Collected data:

□ □ □

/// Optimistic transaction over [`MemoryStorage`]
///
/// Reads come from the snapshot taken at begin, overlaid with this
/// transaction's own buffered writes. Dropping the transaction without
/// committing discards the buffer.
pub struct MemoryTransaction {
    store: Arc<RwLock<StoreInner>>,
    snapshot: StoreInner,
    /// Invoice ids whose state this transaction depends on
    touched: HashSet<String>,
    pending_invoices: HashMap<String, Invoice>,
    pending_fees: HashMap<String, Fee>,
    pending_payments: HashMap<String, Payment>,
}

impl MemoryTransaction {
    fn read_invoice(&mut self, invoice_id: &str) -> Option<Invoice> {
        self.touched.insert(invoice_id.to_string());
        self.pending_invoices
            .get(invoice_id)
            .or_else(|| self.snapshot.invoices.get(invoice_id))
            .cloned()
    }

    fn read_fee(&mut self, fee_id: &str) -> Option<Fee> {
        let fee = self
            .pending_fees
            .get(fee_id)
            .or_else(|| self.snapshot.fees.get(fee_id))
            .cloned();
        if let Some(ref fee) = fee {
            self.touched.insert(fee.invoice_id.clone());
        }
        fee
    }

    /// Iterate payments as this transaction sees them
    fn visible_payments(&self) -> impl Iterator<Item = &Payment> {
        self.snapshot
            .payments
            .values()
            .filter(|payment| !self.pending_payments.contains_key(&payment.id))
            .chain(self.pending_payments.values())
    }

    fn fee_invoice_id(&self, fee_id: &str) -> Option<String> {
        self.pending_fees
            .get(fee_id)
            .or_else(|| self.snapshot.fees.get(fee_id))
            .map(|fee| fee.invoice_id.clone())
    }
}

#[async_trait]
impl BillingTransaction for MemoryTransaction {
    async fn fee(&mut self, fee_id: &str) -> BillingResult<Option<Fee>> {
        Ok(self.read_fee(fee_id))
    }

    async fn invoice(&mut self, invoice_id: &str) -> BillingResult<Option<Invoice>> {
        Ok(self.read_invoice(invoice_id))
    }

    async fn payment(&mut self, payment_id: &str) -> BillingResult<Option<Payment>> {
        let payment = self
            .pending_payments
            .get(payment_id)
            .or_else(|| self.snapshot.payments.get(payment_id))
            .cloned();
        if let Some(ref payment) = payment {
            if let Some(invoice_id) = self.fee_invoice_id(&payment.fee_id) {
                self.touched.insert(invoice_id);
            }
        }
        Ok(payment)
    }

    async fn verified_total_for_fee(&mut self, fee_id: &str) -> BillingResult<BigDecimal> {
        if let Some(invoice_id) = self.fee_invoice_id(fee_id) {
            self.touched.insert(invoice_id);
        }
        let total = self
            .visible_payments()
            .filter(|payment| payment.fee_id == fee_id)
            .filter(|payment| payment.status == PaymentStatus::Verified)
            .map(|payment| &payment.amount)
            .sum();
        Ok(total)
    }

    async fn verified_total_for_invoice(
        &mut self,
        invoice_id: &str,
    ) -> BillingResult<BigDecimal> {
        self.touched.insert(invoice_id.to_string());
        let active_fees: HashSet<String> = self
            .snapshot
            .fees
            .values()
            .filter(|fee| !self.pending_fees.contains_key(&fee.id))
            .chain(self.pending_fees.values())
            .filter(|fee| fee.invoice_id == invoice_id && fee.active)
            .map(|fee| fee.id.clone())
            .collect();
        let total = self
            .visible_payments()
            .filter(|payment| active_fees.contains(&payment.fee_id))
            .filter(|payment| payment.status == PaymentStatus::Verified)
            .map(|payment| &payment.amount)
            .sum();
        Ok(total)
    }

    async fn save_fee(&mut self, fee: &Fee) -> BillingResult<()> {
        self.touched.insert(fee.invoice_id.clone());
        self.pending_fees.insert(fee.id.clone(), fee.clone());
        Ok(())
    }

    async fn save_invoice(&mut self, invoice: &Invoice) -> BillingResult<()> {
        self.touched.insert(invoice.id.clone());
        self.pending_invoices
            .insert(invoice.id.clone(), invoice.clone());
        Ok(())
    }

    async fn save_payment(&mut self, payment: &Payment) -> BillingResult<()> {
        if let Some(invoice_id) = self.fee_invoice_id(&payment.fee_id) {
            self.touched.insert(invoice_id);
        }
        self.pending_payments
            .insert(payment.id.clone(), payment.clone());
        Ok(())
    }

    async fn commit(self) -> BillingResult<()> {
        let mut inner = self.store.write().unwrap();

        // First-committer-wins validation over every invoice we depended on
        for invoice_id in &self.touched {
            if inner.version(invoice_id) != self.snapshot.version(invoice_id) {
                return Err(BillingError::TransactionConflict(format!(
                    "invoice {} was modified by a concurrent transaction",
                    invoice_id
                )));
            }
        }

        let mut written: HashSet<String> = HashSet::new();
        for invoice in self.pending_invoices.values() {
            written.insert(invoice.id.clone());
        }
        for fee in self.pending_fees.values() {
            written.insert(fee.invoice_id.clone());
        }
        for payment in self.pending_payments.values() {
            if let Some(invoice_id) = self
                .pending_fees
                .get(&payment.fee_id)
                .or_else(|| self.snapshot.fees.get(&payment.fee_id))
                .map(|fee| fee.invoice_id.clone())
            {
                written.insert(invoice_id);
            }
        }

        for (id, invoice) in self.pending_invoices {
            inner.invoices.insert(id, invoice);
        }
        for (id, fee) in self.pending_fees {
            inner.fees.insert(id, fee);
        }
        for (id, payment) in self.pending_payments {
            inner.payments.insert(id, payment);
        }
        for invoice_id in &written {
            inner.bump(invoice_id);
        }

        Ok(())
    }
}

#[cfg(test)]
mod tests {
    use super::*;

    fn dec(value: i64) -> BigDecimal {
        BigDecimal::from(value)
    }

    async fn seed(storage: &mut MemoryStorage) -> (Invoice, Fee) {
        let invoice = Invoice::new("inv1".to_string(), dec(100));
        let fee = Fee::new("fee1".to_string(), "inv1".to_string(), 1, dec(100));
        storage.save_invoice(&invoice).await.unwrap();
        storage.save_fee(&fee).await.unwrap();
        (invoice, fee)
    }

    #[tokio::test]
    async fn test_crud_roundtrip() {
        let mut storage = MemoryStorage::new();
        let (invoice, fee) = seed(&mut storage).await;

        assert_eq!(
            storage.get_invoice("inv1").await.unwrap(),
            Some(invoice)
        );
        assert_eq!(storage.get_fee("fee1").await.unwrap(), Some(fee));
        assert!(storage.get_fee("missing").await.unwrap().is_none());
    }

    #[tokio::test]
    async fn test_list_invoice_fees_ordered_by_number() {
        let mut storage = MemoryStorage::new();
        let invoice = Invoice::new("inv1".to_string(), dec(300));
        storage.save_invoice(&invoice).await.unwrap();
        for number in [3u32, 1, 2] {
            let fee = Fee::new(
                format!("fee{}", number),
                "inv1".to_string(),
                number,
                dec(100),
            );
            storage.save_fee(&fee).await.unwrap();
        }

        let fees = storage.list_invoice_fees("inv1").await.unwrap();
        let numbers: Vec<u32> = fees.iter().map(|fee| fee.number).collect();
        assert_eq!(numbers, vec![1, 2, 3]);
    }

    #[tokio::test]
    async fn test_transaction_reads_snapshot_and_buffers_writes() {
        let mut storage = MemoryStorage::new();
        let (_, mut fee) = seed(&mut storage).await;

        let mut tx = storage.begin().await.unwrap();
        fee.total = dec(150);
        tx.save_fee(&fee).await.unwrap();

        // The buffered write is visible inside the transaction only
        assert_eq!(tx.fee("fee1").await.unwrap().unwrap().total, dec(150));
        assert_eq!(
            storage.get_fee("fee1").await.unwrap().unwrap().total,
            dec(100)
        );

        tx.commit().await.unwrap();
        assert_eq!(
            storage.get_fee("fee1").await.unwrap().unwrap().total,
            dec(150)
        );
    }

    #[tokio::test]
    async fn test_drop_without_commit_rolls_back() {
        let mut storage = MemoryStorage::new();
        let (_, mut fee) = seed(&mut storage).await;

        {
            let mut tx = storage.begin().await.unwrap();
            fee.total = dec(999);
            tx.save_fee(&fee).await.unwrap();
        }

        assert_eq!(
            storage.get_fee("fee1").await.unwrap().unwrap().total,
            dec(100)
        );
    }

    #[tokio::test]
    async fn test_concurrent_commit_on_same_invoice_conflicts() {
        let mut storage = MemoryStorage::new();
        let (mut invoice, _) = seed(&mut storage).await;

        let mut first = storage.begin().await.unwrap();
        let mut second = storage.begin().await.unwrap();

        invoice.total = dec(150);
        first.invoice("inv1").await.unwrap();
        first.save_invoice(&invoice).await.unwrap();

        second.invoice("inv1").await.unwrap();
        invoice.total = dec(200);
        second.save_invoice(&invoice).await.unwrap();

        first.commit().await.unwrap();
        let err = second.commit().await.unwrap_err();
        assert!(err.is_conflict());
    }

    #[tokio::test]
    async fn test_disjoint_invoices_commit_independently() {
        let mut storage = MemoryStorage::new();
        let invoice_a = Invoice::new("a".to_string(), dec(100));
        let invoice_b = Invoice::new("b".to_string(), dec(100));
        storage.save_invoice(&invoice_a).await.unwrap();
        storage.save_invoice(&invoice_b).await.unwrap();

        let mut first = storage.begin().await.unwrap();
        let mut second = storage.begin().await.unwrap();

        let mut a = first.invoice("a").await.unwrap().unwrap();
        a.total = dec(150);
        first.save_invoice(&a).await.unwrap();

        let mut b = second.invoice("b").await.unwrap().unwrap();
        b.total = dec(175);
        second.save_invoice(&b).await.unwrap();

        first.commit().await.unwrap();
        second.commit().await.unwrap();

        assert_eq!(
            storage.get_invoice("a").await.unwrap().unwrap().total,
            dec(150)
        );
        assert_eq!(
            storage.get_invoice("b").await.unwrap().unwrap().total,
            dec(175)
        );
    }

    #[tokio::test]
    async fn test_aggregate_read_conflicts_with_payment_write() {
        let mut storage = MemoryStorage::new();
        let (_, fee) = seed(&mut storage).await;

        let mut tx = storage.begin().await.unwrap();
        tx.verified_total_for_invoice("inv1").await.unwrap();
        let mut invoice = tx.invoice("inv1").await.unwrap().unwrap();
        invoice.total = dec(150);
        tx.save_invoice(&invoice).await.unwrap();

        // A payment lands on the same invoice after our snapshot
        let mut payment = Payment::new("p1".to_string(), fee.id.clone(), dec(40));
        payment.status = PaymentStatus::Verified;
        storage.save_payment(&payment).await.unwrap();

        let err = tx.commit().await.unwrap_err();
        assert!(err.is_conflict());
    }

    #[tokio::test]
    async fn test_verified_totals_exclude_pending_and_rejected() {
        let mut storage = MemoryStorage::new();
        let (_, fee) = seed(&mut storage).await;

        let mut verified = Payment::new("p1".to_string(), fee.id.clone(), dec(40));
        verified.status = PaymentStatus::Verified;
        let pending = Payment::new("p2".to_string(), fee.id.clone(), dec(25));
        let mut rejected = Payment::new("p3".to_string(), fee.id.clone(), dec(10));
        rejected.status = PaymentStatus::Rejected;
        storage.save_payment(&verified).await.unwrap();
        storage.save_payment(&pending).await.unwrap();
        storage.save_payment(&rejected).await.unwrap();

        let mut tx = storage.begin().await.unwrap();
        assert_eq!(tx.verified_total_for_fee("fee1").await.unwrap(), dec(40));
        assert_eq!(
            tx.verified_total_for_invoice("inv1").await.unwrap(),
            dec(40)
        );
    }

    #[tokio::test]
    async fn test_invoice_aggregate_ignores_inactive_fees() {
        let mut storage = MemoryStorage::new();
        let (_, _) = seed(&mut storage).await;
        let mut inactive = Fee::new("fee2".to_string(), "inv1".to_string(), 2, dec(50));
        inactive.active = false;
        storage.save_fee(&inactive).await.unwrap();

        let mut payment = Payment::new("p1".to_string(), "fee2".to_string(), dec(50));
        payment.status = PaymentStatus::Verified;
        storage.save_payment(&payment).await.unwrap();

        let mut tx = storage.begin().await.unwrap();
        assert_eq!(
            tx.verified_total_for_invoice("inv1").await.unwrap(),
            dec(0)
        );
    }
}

□ □ □

### Task item
Lines holding the word "impl" should be copied from the entries above.

### Task response
impl MemoryTransaction {
    fn visible_payments(&self) -> impl Iterator<Item = &Payment> {
impl BillingTransaction for MemoryTransaction {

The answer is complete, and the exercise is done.